§ WHAT THE TASK ASKS
Pull out every line from the listing that has the word "entries".

---------- DATA FOR THIS TASK ----------

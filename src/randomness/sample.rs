//! Unbiased sampling helpers over any [`RngCore`].

use rand_core::RngCore;

/// Draws a uniformly distributed index in `0..bound`.
///
/// Uses rejection sampling over 64-bit words: values above the largest
/// multiple of `bound` are redrawn, so the result carries no modulo bias.
/// Errors from the source are propagated, never retried. An empty range
/// is an error and draws nothing.
pub fn uniform_index<R: RngCore + ?Sized>(
    rng: &mut R,
    bound: usize,
) -> Result<usize, rand_core::Error> {
    if bound == 0 {
        return Err(rand_core::Error::new("cannot sample from an empty range"));
    }
    let range = bound as u64;
    // 2^64 mod range
    let rem = range.wrapping_neg() % range;
    let limit = u64::MAX - rem;

    loop {
        let mut word = [0u8; 8];
        rng.try_fill_bytes(&mut word)?;
        let value = u64::from_le_bytes(word);
        if value <= limit {
            return Ok((value % range) as usize);
        }
    }
}

/// Picks a uniformly random element of a slice.
///
/// Fails on an empty slice, like [`uniform_index`] with a zero bound.
pub fn choose<'a, R: RngCore + ?Sized, T>(
    rng: &mut R,
    items: &'a [T],
) -> Result<&'a T, rand_core::Error> {
    let index = uniform_index(rng, items.len())?;
    Ok(&items[index])
}
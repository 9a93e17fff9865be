//! Local persistence of generated and saved passwords.
//!
//! Records are JSON arrays of flat objects. A missing or corrupt file
//! is replaced by an empty list; write failures are returned to the
//! caller, which typically logs them and keeps the in-memory list.

mod file;
mod saved;
mod store;

pub use file::{load_records, save_records, HistoryError};
pub use saved::{fingerprint, SavedPassword, SavedStore};
pub use store::{HistoryEntry, HistoryStore, DATE_FORMAT};
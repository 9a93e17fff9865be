//! Keysmith CLI
//!
//! Command-line front end for generating passwords, checking password
//! strength and managing the local password history.

use clap::{Parser, Subcommand, ValueEnum};
use keysmith::{
    analyze,
    charset::{CharacterClass, ClassSet},
    config::{ConfigError, FileConfig},
    history::HistoryError,
    Session,
};
use std::path::{Path, PathBuf};
use thiserror::Error;
use tracing::{info, warn};

/// Configuration file picked up from the working directory.
const DEFAULT_CONFIG: &str = "keysmith.toml";

#[derive(Debug, Parser)]
#[command(name = "keysmith", version, about = "Secure password generator and strength checker")]
struct Cli {
    /// Configuration file (TOML)
    #[arg(short, long, global = true)]
    config: Option<PathBuf>,

    #[command(subcommand)]
    command: Command,
}

#[derive(Debug, Subcommand)]
enum Command {
    /// Generate one or more passwords
    Generate {
        /// Password length (defaults to the configured length)
        #[arg(short, long)]
        length: Option<usize>,

        /// Character classes, comma separated (defaults to the configured set)
        #[arg(short, long, value_enum, value_delimiter = ',')]
        classes: Vec<ClassArg>,

        /// Number of passwords to generate
        #[arg(short = 'n', long, default_value_t = 1)]
        count: usize,

        /// Store a fingerprint of each generated password
        #[arg(long)]
        save: bool,

        /// Do not record the passwords in history
        #[arg(long)]
        no_history: bool,

        /// Continue with a weaker generator if OS entropy is unavailable
        #[arg(long)]
        allow_degraded: bool,
    },
    /// Score a password and show the security checklist
    Check {
        /// Password to analyze
        password: String,
    },
    /// Inspect or manage password history
    History {
        #[command(subcommand)]
        action: HistoryAction,
    },
}

#[derive(Debug, Subcommand)]
enum HistoryAction {
    /// Print recorded passwords, newest first
    List,
    /// Remove all recorded passwords
    Clear,
    /// Write history to a text file
    Export {
        /// Destination (defaults to the configured export path)
        path: Option<PathBuf>,
    },
}

#[derive(Debug, Clone, Copy, ValueEnum)]
enum ClassArg {
    #[value(alias = "lower")]
    Lowercase,
    #[value(alias = "upper")]
    Uppercase,
    #[value(alias = "digits")]
    Digit,
    #[value(alias = "symbols")]
    Symbol,
}

impl From<ClassArg> for CharacterClass {
    fn from(arg: ClassArg) -> Self {
        match arg {
            ClassArg::Lowercase => CharacterClass::Lowercase,
            ClassArg::Uppercase => CharacterClass::Uppercase,
            ClassArg::Digit => CharacterClass::Digit,
            ClassArg::Symbol => CharacterClass::Symbol,
        }
    }
}

#[derive(Debug, Error)]
enum CliError {
    #[error(transparent)]
    Keysmith(#[from] keysmith::Error),
    #[error(transparent)]
    History(#[from] HistoryError),
    #[error("please enter a password to analyze")]
    EmptyPassword,
}

fn main() {
    let cli = Cli::parse();

    let config = match load_config(cli.config.as_deref()) {
        Ok(config) => config,
        Err(e) => {
            eprintln!("Failed to load configuration: {}", e);
            std::process::exit(1);
        }
    };

    // Initialize logging
    tracing_subscriber::fmt()
        .with_env_filter(
            tracing_subscriber::EnvFilter::try_from_default_env()
                .unwrap_or_else(|_| tracing_subscriber::EnvFilter::new(&config.logging.level)),
        )
        .with_writer(std::io::stderr)
        .init();

    info!("Keysmith v{}", keysmith::VERSION);

    if let Err(e) = run(cli.command, config) {
        eprintln!("Error: {}", e);
        std::process::exit(1);
    }
}

fn load_config(path: Option<&Path>) -> Result<FileConfig, ConfigError> {
    match path {
        Some(path) => FileConfig::from_file(path),
        None if Path::new(DEFAULT_CONFIG).exists() => FileConfig::from_file(DEFAULT_CONFIG),
        None => Ok(FileConfig::default()),
    }
}

fn run(command: Command, mut config: FileConfig) -> Result<(), CliError> {
    match command {
        Command::Generate {
            length,
            classes,
            count,
            save,
            no_history,
            allow_degraded,
        } => {
            if no_history {
                config.history.enabled = false;
            }
            if allow_degraded {
                config.generator.allow_degraded_randomness = true;
            }

            let mut session = Session::new(config);
            let classes = if classes.is_empty() {
                None
            } else {
                Some(
                    classes
                        .into_iter()
                        .map(CharacterClass::from)
                        .collect::<ClassSet>(),
                )
            };
            let request = session.request(length, classes)?;

            for _ in 0..count {
                let generated = session.generate(request)?;
                println!(
                    "{}  ({}/100, {})",
                    generated.password, generated.strength.score, generated.strength.level
                );

                if save {
                    let saved = session.save_current()?;
                    println!("Saved as '{}'", saved.label);
                }
            }

            if session.is_degraded() {
                warn!("Passwords were generated without OS entropy");
            }
        }
        Command::Check { password } => {
            if password.is_empty() {
                return Err(CliError::EmptyPassword);
            }

            let analysis = analyze(&password);
            println!("Score: {}/100", analysis.strength.score);
            println!("Strength Level: {}", analysis.strength.level);
            println!("Security Criteria:");
            for (label, met) in analysis.criteria.items() {
                println!("  [{}] {}", if met { "x" } else { " " }, label);
            }
            if !analysis.patterns.is_empty() {
                println!("Common patterns found: {}", analysis.patterns.join(", "));
            }
        }
        Command::History { action } => {
            let export_path = config.history.export_path.clone();
            let mut session = Session::new(config);

            match action {
                HistoryAction::List => {
                    let history = session.history();
                    if history.is_empty() {
                        println!("No password history yet.");
                    }
                    for entry in history.entries() {
                        println!("{}", entry);
                        println!("{}", "-".repeat(40));
                    }
                }
                HistoryAction::Clear => {
                    session.history_mut().clear()?;
                    println!("History cleared.");
                }
                HistoryAction::Export { path } => {
                    let path = path.unwrap_or(export_path);
                    let count = session.history().export(&path)?;
                    println!("History exported to '{}' ({} entries)", path.display(), count);
                }
            }
        }
    }

    Ok(())
}
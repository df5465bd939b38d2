//! HTTP error mapping
//!
//! Responses carry only an error kind and a generic message; internal detail is
//! logged here and never sent to the caller.

use crate::types::ErrorResponse;
use axum::{
    extract::multipart::MultipartError,
    http::StatusCode,
    response::{IntoResponse, Response},
    Json,
};
use cogniscan_common::{ErrorKind, InferenceError};
use cogniscan_storage::StorageError;
use tracing::{error, warn};

#[derive(Debug)]
pub enum ApiError {
    Inference(InferenceError),
    Multipart(MultipartError),
    BadRequest(&'static str),
    NotFound,
}

impl From<InferenceError> for ApiError {
    fn from(err: InferenceError) -> Self {
        Self::Inference(err)
    }
}

impl From<MultipartError> for ApiError {
    fn from(err: MultipartError) -> Self {
        Self::Multipart(err)
    }
}

impl From<StorageError> for ApiError {
    fn from(err: StorageError) -> Self {
        match err {
            StorageError::NotFound(_) => Self::NotFound,
            StorageError::InvalidReference(_) => Self::BadRequest("Invalid result reference."),
            other => Self::Inference(other.into()),
        }
    }
}

/// Status code for each error kind
#[must_use]
pub fn status_for(kind: ErrorKind) -> StatusCode {
    match kind {
        ErrorKind::DecodeError | ErrorKind::ShapeMismatch => StatusCode::BAD_REQUEST,
        ErrorKind::ModelUnavailable => StatusCode::SERVICE_UNAVAILABLE,
        ErrorKind::DownstreamPersistence => StatusCode::BAD_GATEWAY,
        ErrorKind::Timeout => StatusCode::GATEWAY_TIMEOUT,
        ErrorKind::SaliencyGeneration | ErrorKind::Internal => StatusCode::INTERNAL_SERVER_ERROR,
    }
}

fn api_error(status: StatusCode, error: &str, message: &str) -> Response {
    let body = ErrorResponse {
        error: error.to_string(),
        message: message.to_string(),
    };
    (status, Json(body)).into_response()
}

impl IntoResponse for ApiError {
    fn into_response(self) -> Response {
        match self {
            Self::Inference(err) => {
                let kind = err.kind();
                if err.is_client_fault() {
                    warn!("Rejected request: {}", err);
                } else {
                    error!("Request failed: {}", err);
                }
                api_error(status_for(kind), kind.as_str(), err.public_message())
            }
            Self::Multipart(err) => {
                warn!("Malformed upload: {}", err);
                let status = err.status();
                let message = if status == StatusCode::PAYLOAD_TOO_LARGE {
                    "The upload exceeds the maximum accepted size."
                } else {
                    "The upload could not be read as multipart form data."
                };
                api_error(status, "bad_request", message)
            }
            Self::BadRequest(message) => api_error(StatusCode::BAD_REQUEST, "bad_request", message),
            Self::NotFound => api_error(StatusCode::NOT_FOUND, "not_found", "No such result."),
        }
    }
}

#[cfg(test)]
mod tests {
    use super::*;

    #[test]
    fn test_status_mapping() {
        assert_eq!(status_for(ErrorKind::DecodeError), StatusCode::BAD_REQUEST);
        assert_eq!(status_for(ErrorKind::ShapeMismatch), StatusCode::BAD_REQUEST);
        assert_eq!(
            status_for(ErrorKind::ModelUnavailable),
            StatusCode::SERVICE_UNAVAILABLE
        );
        assert_eq!(
            status_for(ErrorKind::DownstreamPersistence),
            StatusCode::BAD_GATEWAY
        );
        assert_eq!(status_for(ErrorKind::Timeout), StatusCode::GATEWAY_TIMEOUT);
        assert_eq!(
            status_for(ErrorKind::Internal),
            StatusCode::INTERNAL_SERVER_ERROR
        );
    }

    #[test]
    fn test_storage_errors() {
        assert!(matches!(
            ApiError::from(StorageError::NotFound("x.png".into())),
            ApiError::NotFound
        ));
        assert!(matches!(
            ApiError::from(StorageError::InvalidReference("../x".into())),
            ApiError::BadRequest(_)
        ));
        let response = ApiError::from(StorageError::S3Error("timeout".into())).into_response();
        assert_eq!(response.status(), StatusCode::BAD_GATEWAY);
    }

    #[test]
    fn test_internal_detail_not_exposed() {
        let response =
            ApiError::from(InferenceError::ModelUnavailable("/models/vit.onnx missing".into()))
                .into_response();
        assert_eq!(response.status(), StatusCode::SERVICE_UNAVAILABLE);
    }
}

----------

§ WRITTEN RESPONSE
                    for entry in history.entries() {
                    println!("History exported to '{}' ({} entries)", path.display(), count);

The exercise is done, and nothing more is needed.